Türkiye’yi yasa boğan Bolu Kartalkaya’daki yangın olayı gösterdi ki, geçmişden ders al(a)mıyoruz…
2023 yılında Kırklareli’nin Demirköy ilçesi İğneada beldesinde yaşanan sel felaketi, 6 vatandaşımızın hayatını kaybetmesine neden oldu. Bolu Kartalkaya’daki kayak merkezinde çıkan yangında ise hayatını kaybeden 78 kişi yakınlarına teslim edildi. Bu iki trajedi, aslında ortak bir sorunun altını çiziyor: ihmaller zinciri ve denetim eksikliği.
Kırklareli’nin Demirköy ilçesi İğneada’da Sisli Vadi olarak bilinen alanda, kaçak yapılaşmanın olduğu ve yıkım kararı alınmasına rağmen bu kararın uygulanmadığı ortaya çıktı. Tesisin yapımına Osman Bilgin’in Kırklareli Valiliği döneminde başlanmış, tutanaklarla kayıt altına alınan kaçak durumuna rağmen inşaat devam etmişti. Daha sonra göreve gelen Bilal Ekici de yıkım kararını uygulamaktan kaçındı. Sonuç mu? Bir sel felaketi, can kayıpları ve geride kalan acılı aileler… Ancak tüm bu süreçte, göz yumanların ifadesi dahi alınmadı. Adaletin işlemeye başlaması, kızını ve damadını kaybeden Safiye Yaşa gibi yakınlarını kaybedenlerin mücadelesi sayesinde mümkün oldu.
Bolu Kartalkaya’daki kayak merkezinde çıkan yangın ise başka bir ihmaller zincirini ortaya koydu. Yangın önlemlerinin yetersizliği, kaçış planlarının eksikliği ve denetimlerin yapılmaması, facianın boyutlarını büyüttü. Hayatını kaybedenlerin sayısı arttıkça, kahreden detaylar da gün yüzüne çıktı. Ancak her iki olayda da dikkat çeken şey, siyasi kutuplaşmanın bu tür trajedilere nasıl sirayet ettiğiydi.
İktidarın yönettiği bir bölgede yaşanan felakette “kader” denirken, muhalefetin yönettiği yerlerde aynı durum “suistimal” olarak nitelendiriliyor. Ama gerçekte ne değişiyor? Sonuç hep aynı:
Hayatını kaybeden vatandaşlarımız ve acılı aileler… Yangın ya da sel geldiğinde kimin hangi partili olduğu kimseyi kurtarmıyor. Doğal afetler ve ihmaller karşısında siyaset değil, insan hayatı öncelikli olmalı.

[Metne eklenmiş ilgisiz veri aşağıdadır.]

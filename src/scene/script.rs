use super::pacing::Pacing;
use super::Scene;
use crate::api::GeminiClient;
use crate::config::Format;
use tracing::{info, warn};

const MIDDLE_LINES: &[(&str, &str)] = &[
    (
        "Deep shadows moving across {topic}, cinematic fog, dark moody lighting",
        "Deep in the shadows, something moves.",
    ),
    (
        "A sweeping wide shot of {topic} transformed, dramatic storm light",
        "The world of {topic} changed forever.",
    ),
    (
        "A lone silhouette facing {topic}, suspenseful atmosphere, film grain",
        "Nobody expected what happened next.",
    ),
    (
        "Hidden details of {topic} revealed in a shaft of light, mysterious",
        "The truth was hidden in plain sight.",
    ),
];

/// 分镜脚本生成：优先调用大模型，失败或数量不足时使用模板补齐
pub struct ScriptGenerator {
    client: Option<GeminiClient>,
}

impl ScriptGenerator {
    pub fn new(client: Option<GeminiClient>) -> Self {
        Self { client }
    }

    /// 始终返回恰好 `scene_count` 个分镜
    pub async fn generate(
        &self,
        topic: &str,
        scene_count: usize,
        pacing: &Pacing,
        format: Format,
    ) -> Vec<Scene> {
        let parsed = match &self.client {
            Some(client) => {
                let prompt = build_prompt(topic, scene_count, pacing, format);
                match client.generate_text(&prompt).await {
                    Ok(text) => parse_scenes(&text),
                    Err(e) => {
                        warn!("Script generation failed, using templates: {}", e);
                        Vec::new()
                    }
                }
            }
            None => {
                info!("No text-generation key configured, using templates");
                Vec::new()
            }
        };

        if parsed.len() < scene_count {
            info!(
                "Model returned {} of {} scenes, padding from templates",
                parsed.len(),
                scene_count
            );
        }

        fit_to_count(parsed, topic, scene_count)
    }
}

pub fn build_prompt(topic: &str, scene_count: usize, pacing: &Pacing, format: Format) -> String {
    let word_budget = pacing.word_budget;
    let words_each = pacing.words_per_scene(scene_count);
    format!(
        "Write a dark, cinematic {format} short video script about '{topic}'.\n\
         Produce exactly {scene_count} scenes and about {word_budget} narration words in total \
         (roughly {words_each} words per scene).\n\
         Output one scene per line and nothing else, using this exact format:\n\
         VISUAL: <detailed image description in English> | AUDIO: <narration sentence>",
        format = format.label(),
    )
}

/// 解析模型输出，每行得到一个（画面，旁白）对
pub fn parse_scenes(text: &str) -> Vec<(String, String)> {
    text.lines().filter_map(parse_line).collect()
}

fn parse_line(line: &str) -> Option<(String, String)> {
    let line = strip_list_marker(&line.replace('*', ""));
    let line = line.trim();
    if line.is_empty() {
        return None;
    }

    if let Some((visual, audio)) = line.split_once('|') {
        let visual = strip_label(visual, "VISUAL");
        let audio = strip_label(audio, "AUDIO");
        if visual.is_empty() || audio.is_empty() {
            return None;
        }
        return Some((visual, audio));
    }

    // 没有分隔符时，足够长的句子同时用作画面和旁白；以冒号结尾的是标题
    if line.chars().count() > 10 && !line.ends_with(':') {
        let sentence = strip_label(line, "AUDIO");
        return Some((sentence.clone(), sentence));
    }
    None
}

fn strip_list_marker(line: &str) -> String {
    let trimmed = line.trim_start();
    if let Some(rest) = trimmed.strip_prefix("- ") {
        return rest.to_string();
    }
    let digits = trimmed.chars().take_while(|c| c.is_ascii_digit()).count();
    if digits > 0 {
        let rest = &trimmed[digits..];
        // 序号后必须跟空白，"3.5 billion" 不是序号
        if let Some(rest) = rest.strip_prefix('.').or_else(|| rest.strip_prefix(')')) {
            if rest.starts_with(char::is_whitespace) {
                return rest.to_string();
            }
        }
    }
    trimmed.to_string()
}

fn strip_label(part: &str, label: &str) -> String {
    let part = part.trim();
    let upper = part.to_ascii_uppercase();
    let rest = match upper.strip_prefix(label) {
        Some(after) if after.trim_start().starts_with(':') => {
            let consumed = part.len() - after.len();
            part[consumed..].trim_start().trim_start_matches(':')
        }
        _ => part,
    };
    rest.trim().trim_matches('"').trim().to_string()
}

/// 模板分镜：开场、中段轮换、结尾
pub fn template_scene(topic: &str, index: usize, scene_count: usize) -> (String, String) {
    if index == 0 {
        return (
            format!("Cinematic establishing shot of {}, dark moody lighting, 4k", topic),
            format!("The mystery of {} begins now.", topic),
        );
    }
    if index + 1 == scene_count {
        return (
            format!("Final haunting image of {}, fading light, epic composition", topic),
            "This is the end of the beginning.".to_string(),
        );
    }
    let (visual, audio) = MIDDLE_LINES[(index - 1) % MIDDLE_LINES.len()];
    (visual.replace("{topic}", topic), audio.replace("{topic}", topic))
}

/// 截断多余分镜，不足部分用模板补齐
pub fn fit_to_count(pairs: Vec<(String, String)>, topic: &str, scene_count: usize) -> Vec<Scene> {
    let mut pairs = pairs;
    pairs.truncate(scene_count);
    for index in pairs.len()..scene_count {
        pairs.push(template_scene(topic, index, scene_count));
    }

    pairs
        .into_iter()
        .enumerate()
        .map(|(i, (visual, audio))| Scene::new(i, visual, audio))
        .collect()
}

#[cfg(test)]
mod tests {
    use super::*;

    #[test]
    fn test_parse_delimited_lines() {
        let text = "Here is your script:\n\
                    1. VISUAL: A black abyss with glowing jellyfish | AUDIO: Below the waves, light fades.\n\
                    2) **VISUAL:** Giant squid silhouette | **AUDIO:** Something ancient stirs.\n\
                    - visual: Sunken ship | audio: \"Nothing returns.\"\n\
                    \n\
                    VISUAL: | AUDIO: empty visual is skipped";
        let scenes = parse_scenes(text);
        assert_eq!(scenes.len(), 3);
        assert_eq!(
            scenes[0],
            (
                "A black abyss with glowing jellyfish".to_string(),
                "Below the waves, light fades.".to_string()
            )
        );
        assert_eq!(scenes[1].0, "Giant squid silhouette");
        assert_eq!(scenes[1].1, "Something ancient stirs.");
        assert_eq!(scenes[2], ("Sunken ship".to_string(), "Nothing returns.".to_string()));
    }

    #[test]
    fn test_plain_sentences_become_both_parts() {
        let scenes = parse_scenes("The ocean keeps its secrets well.\nshort\n");
        assert_eq!(scenes.len(), 1);
        assert_eq!(scenes[0].0, scenes[0].1);
    }

    #[test]
    fn test_leading_numbers_are_not_list_markers() {
        let scenes = parse_scenes(
            "3.5 billion years ago, life stirred in the deep.\n\
             12) VISUAL: A trench at dusk | AUDIO: 11,000 meters down.",
        );
        assert_eq!(scenes.len(), 2);
        assert_eq!(scenes[0].0, "3.5 billion years ago, life stirred in the deep.");
        assert_eq!(scenes[0].1, scenes[0].0);
        assert_eq!(
            scenes[1],
            ("A trench at dusk".to_string(), "11,000 meters down.".to_string())
        );
    }

    #[test]
    fn test_fit_pads_with_templates() {
        let scenes = fit_to_count(
            vec![("v".to_string(), "a".to_string())],
            "The Deep Ocean",
            5,
        );
        assert_eq!(scenes.len(), 5);
        assert_eq!(scenes[0].visual_prompt, "v");
        assert_eq!(scenes[4].voiceover_text, "This is the end of the beginning.");
        assert!(scenes.iter().enumerate().all(|(i, s)| s.index == i));
        assert!(scenes[1].visual_prompt.contains("The Deep Ocean"));
    }

    #[test]
    fn test_fit_truncates_overflow() {
        let pairs = (0..9).map(|i| (format!("v{}", i), format!("a{}", i))).collect();
        let scenes = fit_to_count(pairs, "x", 3);
        assert_eq!(scenes.len(), 3);
        assert_eq!(scenes[2].voiceover_text, "a2");
    }

    #[test]
    fn test_templates_cover_any_count() {
        for n in 1..=12 {
            let scenes = fit_to_count(Vec::new(), "Mars", n);
            assert_eq!(scenes.len(), n);
            assert!(scenes[0].voiceover_text.contains("Mars"));
            assert!(scenes.iter().all(|s| !s.visual_prompt.is_empty()));
        }
    }

    #[test]
    fn test_prompt_mentions_count_and_budget() {
        let prompt = build_prompt("The Deep Ocean", 5, &Pacing::new(30.0, 5), Format::Vertical);
        assert!(prompt.contains("exactly 5 scenes"));
        assert!(prompt.contains("about 69 narration words"));
        assert!(prompt.contains("roughly 13 words per scene"));
        assert!(prompt.contains("vertical"));
    }

    #[tokio::test]
    async fn test_generate_without_client_yields_exact_count() {
        let generator = ScriptGenerator::new(None);
        let scenes = generator
            .generate("The Deep Ocean", 5, &Pacing::new(30.0, 5), Format::Vertical)
            .await;
        assert_eq!(scenes.len(), 5);
    }

    #[tokio::test]
    async fn test_generate_with_unreachable_endpoint_falls_back() {
        let client = GeminiClient::new(
            "key".into(),
            "http://127.0.0.1:9/v1beta".into(),
            "gemini-test".into(),
        )
        .unwrap();
        let generator = ScriptGenerator::new(Some(client));
        let scenes = generator
            .generate("The Deep Ocean", 6, &Pacing::new(36.0, 6), Format::Horizontal)
            .await;
        assert_eq!(scenes.len(), 6);
        assert_eq!(scenes[0].voiceover_text, "The mystery of The Deep Ocean begins now.");
    }
}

Bu noktada herkesin kendine şu soruyu sorması gerekiyor: Görevini yapmayanları, ihmallerin üstünü örtenleri savunmaya devam etmek neye hizmet ediyor? Bugün başka bir yerde yaşanan bir trajediyi savunurken, aynı şeyin bir gün sizin ya da ailenizin başına gelmeyeceğini kim garanti edebilir?
Bu olaylar, ihmallerin kader olmadığını ve hesap verebilirliğin sağlanması gerektiğini bir kez daha gözler önüne seriyor. Kamu görevlileri, halkın can ve mal güvenliğinden sorumludur. Denetim yapmak, kararları uygulamak ve halkın güvenliğini sağlamak, siyaset üstü bir görevdir. Görevini ihmal eden herkes, kim olursa olsun, adalet önünde hesap vermelidir.
Unutulmamalıdır ki insan hayatı, siyasetin ötesindedir. Partinizi savunurken insanlık değerlerini unutmamak, gelecekte benzer trajedilerin önlenmesi için atılacak en önemli adımdır. İhmale göz yummayan, hesap soran bir toplum olmayı başardığımız gün, daha güvenli bir ülkede yaşayacağız.